Extinct language of Far East Russia

Oroch is an potentially extinct language spoken by the Oroch people in Siberia. It is a member of the southern group of the Tungusic languages and is closely related to the Nanai language and Udege language. It was spoken in the Khabarovsk Krai (Komsomolsky, Sovetskaya Gavan, and Ulchsky districts). The language is split into three dialects: Tumninsky, Khadinsky, and Hungarisky. At the beginning of the 21st century, a written form of the language was created.
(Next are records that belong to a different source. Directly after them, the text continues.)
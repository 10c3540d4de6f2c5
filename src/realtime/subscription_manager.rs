use std::sync::mpsc::{self, Receiver, TryRecvError};

use crate::{
    domain::events::{PushEvent, PushTable},
    usecases::contracts::{PushSource, Subscription},
};

const SUBSCRIPTION_FAILED: &str = "PUSH_SUBSCRIPTION_FAILED";
const SUBSCRIPTIONS_DEGRADED: &str = "PUSH_SUBSCRIPTIONS_DEGRADED";
const SUBSCRIPTIONS_READY: &str = "PUSH_SUBSCRIPTIONS_READY";
const SUBSCRIPTIONS_RELEASED: &str = "PUSH_SUBSCRIPTIONS_RELEASED";

#[derive(Debug, Clone, Copy, PartialEq, Eq)]
pub enum SubscriptionState {
    Unsubscribed,
    Subscribing,
    Subscribed,
    Unsubscribing,
}

/// Owns the push subscriptions for messages, presence and typing.
///
/// Each `setup` opens a fresh event channel, so events queued by a previous
/// generation of subscriptions are never delivered after re-subscribing.
pub struct SubscriptionManager {
    state: SubscriptionState,
    subscriptions: Vec<Box<dyn Subscription>>,
    events: Option<Receiver<PushEvent>>,
}

impl Default for SubscriptionManager {
    fn default() -> Self {
        Self {
            state: SubscriptionState::Unsubscribed,
            subscriptions: Vec::new(),
            events: None,
        }
    }
}

impl std::fmt::Debug for SubscriptionManager {
    fn fmt(&self, f: &mut std::fmt::Formatter<'_>) -> std::fmt::Result {
        f.debug_struct("SubscriptionManager")
            .field("state", &self.state)
            .field("tables", &self.active_tables())
            .finish()
    }
}

impl SubscriptionManager {
    pub fn state(&self) -> SubscriptionState {
        self.state
    }

    pub fn active_tables(&self) -> Vec<PushTable> {
        self.subscriptions
            .iter()
            .map(|subscription| subscription.table())
            .collect()
    }

    /// Tears down existing subscriptions, then subscribes to every table.
    /// Tables that fail to subscribe are logged and left without push.
    pub fn setup(&mut self, source: &dyn PushSource) -> usize {
        self.cleanup();
        self.state = SubscriptionState::Subscribing;

        let (sink, events) = mpsc::channel();
        for table in PushTable::ALL {
            match source.subscribe(table, sink.clone()) {
                Ok(subscription) => self.subscriptions.push(subscription),
                Err(error) => tracing::warn!(
                    code = SUBSCRIPTION_FAILED,
                    table = table.as_label(),
                    error = %error,
                    "push subscription failed; table will not receive live updates"
                ),
            }
        }

        let active = self.subscriptions.len();
        if active == 0 {
            tracing::warn!(
                code = SUBSCRIPTIONS_DEGRADED,
                "no push subscriptions active; falling back to direct writes only"
            );
            self.state = SubscriptionState::Unsubscribed;
            return 0;
        }

        self.events = Some(events);
        self.state = SubscriptionState::Subscribed;
        tracing::info!(code = SUBSCRIPTIONS_READY, active, "push subscriptions ready");
        active
    }

    /// Releases every subscription. Safe to call repeatedly.
    pub fn cleanup(&mut self) {
        if self.state == SubscriptionState::Unsubscribed && self.subscriptions.is_empty() {
            return;
        }

        self.state = SubscriptionState::Unsubscribing;
        let released = self.subscriptions.len();
        self.subscriptions.clear();
        self.events = None;
        self.state = SubscriptionState::Unsubscribed;

        tracing::info!(code = SUBSCRIPTIONS_RELEASED, released, "push subscriptions released");
    }

    /// Pending events in arrival order, without blocking.
    pub fn drain(&mut self) -> Vec<PushEvent> {
        let Some(events) = &self.events else {
            return Vec::new();
        };

        let mut drained = Vec::new();
        let disconnected = loop {
            match events.try_recv() {
                Ok(event) => drained.push(event),
                Err(TryRecvError::Empty) => break false,
                Err(TryRecvError::Disconnected) => break true,
            }
        };

        if disconnected {
            self.events = None;
        }
        drained
    }
}

impl Drop for SubscriptionManager {
    fn drop(&mut self) {
        self.cleanup();
    }
}

#[cfg(test)]
mod tests {
    use std::sync::{
        atomic::{AtomicUsize, Ordering},
        mpsc::Sender,
        Arc, Mutex,
    };

    use super::*;
    use crate::usecases::contracts::BackendError;

    struct CountedSubscription {
        table: PushTable,
        live: Arc<AtomicUsize>,
    }

    impl Subscription for CountedSubscription {
        fn table(&self) -> PushTable {
            self.table
        }
    }

    impl Drop for CountedSubscription {
        fn drop(&mut self) {
            self.live.fetch_sub(1, Ordering::SeqCst);
        }
    }

    #[derive(Default)]
    struct StubPushSource {
        live: Arc<AtomicUsize>,
        rejected: Option<PushTable>,
        sinks: Mutex<Vec<Sender<PushEvent>>>,
    }

    impl StubPushSource {
        fn live(&self) -> usize {
            self.live.load(Ordering::SeqCst)
        }

        fn publish(&self, event: PushEvent) {
            for sink in self.sinks.lock().expect("sinks lock").iter() {
                let _ = sink.send(event.clone());
            }
        }
    }

    impl PushSource for StubPushSource {
        fn subscribe(
            &self,
            table: PushTable,
            sink: Sender<PushEvent>,
        ) -> Result<Box<dyn Subscription>, BackendError> {
            if self.rejected == Some(table) {
                return Err(BackendError::Unavailable);
            }

            self.live.fetch_add(1, Ordering::SeqCst);
            self.sinks.lock().expect("sinks lock").push(sink);
            Ok(Box::new(CountedSubscription {
                table,
                live: Arc::clone(&self.live),
            }))
        }
    }

    fn typing_event() -> PushEvent {
        PushEvent::insert(PushTable::Typing, &serde_json::json!({"user_id": "bob"}))
            .expect("event should build")
    }

    #[test]
    fn setup_subscribes_to_all_tables() {
        let source = StubPushSource::default();
        let mut manager = SubscriptionManager::default();

        assert_eq!(manager.setup(&source), 3);

        assert_eq!(manager.state(), SubscriptionState::Subscribed);
        assert_eq!(manager.active_tables(), PushTable::ALL.to_vec());
        assert_eq!(source.live(), 3);
    }

    #[test]
    fn repeated_setup_never_duplicates_handlers() {
        let source = StubPushSource::default();
        let mut manager = SubscriptionManager::default();

        manager.setup(&source);
        manager.setup(&source);

        assert_eq!(source.live(), 3);
    }

    #[test]
    fn events_from_previous_generation_are_discarded() {
        let source = StubPushSource::default();
        let mut manager = SubscriptionManager::default();
        manager.setup(&source);
        source.publish(typing_event());

        manager.setup(&source);

        assert!(manager.drain().is_empty());
    }

    #[test]
    fn cleanup_releases_everything_and_is_idempotent() {
        let source = StubPushSource::default();
        let mut manager = SubscriptionManager::default();
        manager.setup(&source);

        manager.cleanup();
        manager.cleanup();

        assert_eq!(source.live(), 0);
        assert_eq!(manager.state(), SubscriptionState::Unsubscribed);
        assert!(manager.drain().is_empty());
    }

    #[test]
    fn dropping_manager_releases_subscriptions() {
        let source = StubPushSource::default();
        {
            let mut manager = SubscriptionManager::default();
            manager.setup(&source);
        }

        assert_eq!(source.live(), 0);
    }

    #[test]
    fn failed_table_degrades_without_error() {
        let source = StubPushSource {
            rejected: Some(PushTable::Presence),
            ..StubPushSource::default()
        };
        let mut manager = SubscriptionManager::default();

        assert_eq!(manager.setup(&source), 2);
        assert_eq!(
            manager.active_tables(),
            vec![PushTable::Messages, PushTable::Typing]
        );
    }

    #[test]
    fn drain_returns_events_in_arrival_order() {
        let source = StubPushSource::default();
        let mut manager = SubscriptionManager::default();
        manager.setup(&source);
        let first = typing_event();
        let second = PushEvent::delete(PushTable::Typing, &serde_json::json!({"user_id": "bob"}))
            .expect("event should build");

        // Every subscription shares one sink, so each publish arrives three times.
        source.publish(first.clone());
        source.publish(second.clone());

        let drained = manager.drain();
        assert_eq!(drained.len(), 6);
        assert_eq!(drained[0], first);
        assert_eq!(drained[5], second);
    }
}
The Russian government and the scientific field disagree on whether the language is living or extinct. The last active speaker died in 2008, but there are passive speakers who remember Oroch to varying degrees.

== Classification ==
Oroch belongs to the northern subgroup of the Tungusic languages, alongside Udege, its closest relative, and the Ewenic languages.
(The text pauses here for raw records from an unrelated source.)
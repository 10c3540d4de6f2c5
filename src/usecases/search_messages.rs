use crate::domain::{chat_store::ChatStore, errors::ChatError, message::Message};

use super::contracts::{map_source_error, ChatBackend};

const SEARCH_RESULT_LIMIT: usize = 20;

/// Full-text search over the current user's channels, newest first. Messages
/// the user deleted for themselves are left out.
pub fn search_messages(
    store: &ChatStore,
    backend: &dyn ChatBackend,
    query: &str,
) -> Result<Vec<Message>, ChatError> {
    let user_id = store.current_user_id()?;
    let query = query.trim();
    if query.is_empty() {
        return Ok(Vec::new());
    }

    let found = backend
        .search_messages(user_id, query, SEARCH_RESULT_LIMIT)
        .map_err(map_source_error)?;

    Ok(found
        .into_iter()
        .filter(|message| message.is_visible_to(user_id))
        .collect())
}

#[cfg(test)]
mod tests {
    use super::*;
    use crate::{
        domain::{message::fixtures::message, user::User},
        infra::stubs::StubChatBackend,
    };

    fn store() -> ChatStore {
        let mut store = ChatStore::default();
        store.set_current_user(Some(User::new("alice", "Alice")));
        store
    }

    #[test]
    fn blank_query_skips_backend() {
        let backend = StubChatBackend::default();

        let found = search_messages(&store(), &backend, "   ").expect("search should run");

        assert!(found.is_empty());
        assert!(backend.calls().is_empty());
    }

    #[test]
    fn hides_messages_deleted_for_self() {
        let mut hidden = message("2", "c1", "alice", "homework due", 1);
        hidden.deleted_for_sender = true;
        let backend = StubChatBackend::with_rows(vec![
            message("1", "c1", "bob", "Homework tips", 0),
            hidden,
        ]);

        let found = search_messages(&store(), &backend, "homework").expect("search should run");

        let ids: Vec<_> = found.iter().map(|m| m.id.as_str()).collect();
        assert_eq!(ids, vec!["1"]);
        assert_eq!(backend.calls(), vec!["search_messages:alice:homework:20"]);
    }
}
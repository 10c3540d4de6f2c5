use std::{
    io::{self, BufRead},
    sync::mpsc::{self, Receiver, RecvTimeoutError},
    thread,
    time::Duration,
};

use anyhow::Result;

use crate::{domain::events::AppEvent, usecases::contracts::AppEventSource};

use super::commands::parse_line;

const EVENT_POLL_TIMEOUT: Duration = Duration::from_millis(100);
const STDIN_READ_FAILED: &str = "STDIN_READ_FAILED";

/// Reads console lines on a background thread. Waiting longer than the poll
/// timeout yields a tick; end of input yields a quit.
pub struct StdinEventSource {
    lines: Receiver<String>,
}

impl StdinEventSource {
    pub fn spawn() -> Self {
        let (tx, rx) = mpsc::channel();
        thread::spawn(move || {
            for line in io::stdin().lock().lines() {
                match line {
                    Ok(line) => {
                        if tx.send(line).is_err() {
                            return;
                        }
                    }
                    Err(error) => {
                        tracing::warn!(code = STDIN_READ_FAILED, error = %error, "stdin read failed");
                        return;
                    }
                }
            }
        });

        Self::from_receiver(rx)
    }

    fn from_receiver(lines: Receiver<String>) -> Self {
        Self { lines }
    }
}

impl AppEventSource for StdinEventSource {
    fn next_event(&mut self) -> Result<Option<AppEvent>> {
        match self.lines.recv_timeout(EVENT_POLL_TIMEOUT) {
            Ok(line) => Ok(parse_line(&line)),
            Err(RecvTimeoutError::Timeout) => Ok(Some(AppEvent::Tick)),
            Err(RecvTimeoutError::Disconnected) => Ok(Some(AppEvent::QuitRequested)),
        }
    }
}

#[cfg(test)]
pub struct MockEventSource {
    queue: std::collections::VecDeque<AppEvent>,
}

#[cfg(test)]
impl MockEventSource {
    pub fn from(events: Vec<AppEvent>) -> Self {
        Self {
            queue: events.into(),
        }
    }
}

#[cfg(test)]
impl AppEventSource for MockEventSource {
    fn next_event(&mut self) -> Result<Option<AppEvent>> {
        Ok(self.queue.pop_front())
    }
}

#[cfg(test)]
mod tests {
    use super::*;
    use crate::domain::events::ShellCommand;

    #[test]
    fn lines_become_commands_and_silence_becomes_tick() {
        let (tx, rx) = mpsc::channel();
        let mut source = StdinEventSource::from_receiver(rx);
        tx.send("hi".to_owned()).expect("line should queue");

        assert_eq!(
            source.next_event().expect("event should read"),
            Some(AppEvent::Command(ShellCommand::Send("hi".to_owned())))
        );
        assert_eq!(source.next_event().expect("event should read"), Some(AppEvent::Tick));

        drop(tx);
        assert_eq!(
            source.next_event().expect("event should read"),
            Some(AppEvent::QuitRequested)
        );
    }
}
It is believed that the Oroch language is the closest to Nanai, because a significant group of Nanai (Evenki) origin (Samagirs) joined the Orochs. Until the beginning of the 20th century, some researchers combined the Orochi with the Udege, considering them as close dialects. In the 1930s it was believed that the Udege language could be considered as a single standard language for both ethnic groups.

== Extinction ==
According to the 2002 Census, there were 257 speakers of the Oroch language; however, this is known to be erroneous due to confusion with the similarly-named Orok language. According to the 2010 Census, there were eight speakers. However, according to researchers, by the late 1990s, even the oldest Orochi could only utter a few phrases. The Association of Indigenous Peoples of the Khabarovsk Krai stated that the last fluent speaker of the Oroch language died in 2008. In 2010, this association held a meeting of elderly Orochi, who together were able to remember only about 20 Oroch words, and could not count to ten.

== Dialects ==
The Oroch dialects are:

- Koppi
- Oroch Xadi
- Tumnin

== Phonology ==
===Consonants===

Oroch consonants
|  |  | Bilabial | Alveolar | Palatal | Velar |
| Nasal |  | m | n | ɲ | ŋ |
| Plosive | voiceless | p | t | tʃ | k |
| voiced | b | d | dʒ~ʒ | ɡ |
| Fricative | voiceless |  | s | x |
| voiced | v |  | ɣ |
| Rhotic |  |  | r |  |  |
| Lateral |  |  | l |  |  |
| Approximant |  |  |  | j |  |

===Vowels===

Oroch vowels
|  | Front | Central | Back |
|---|---|---|---|
| Close | i iː |  | u uː ʊ ʊː |
| Mid |  | ə əː | ɔ ɔː |
| Open | æː | a aː |  |

Oroch has a system of vowel harmony based on the presence or absence of retracted tongue root (RTR).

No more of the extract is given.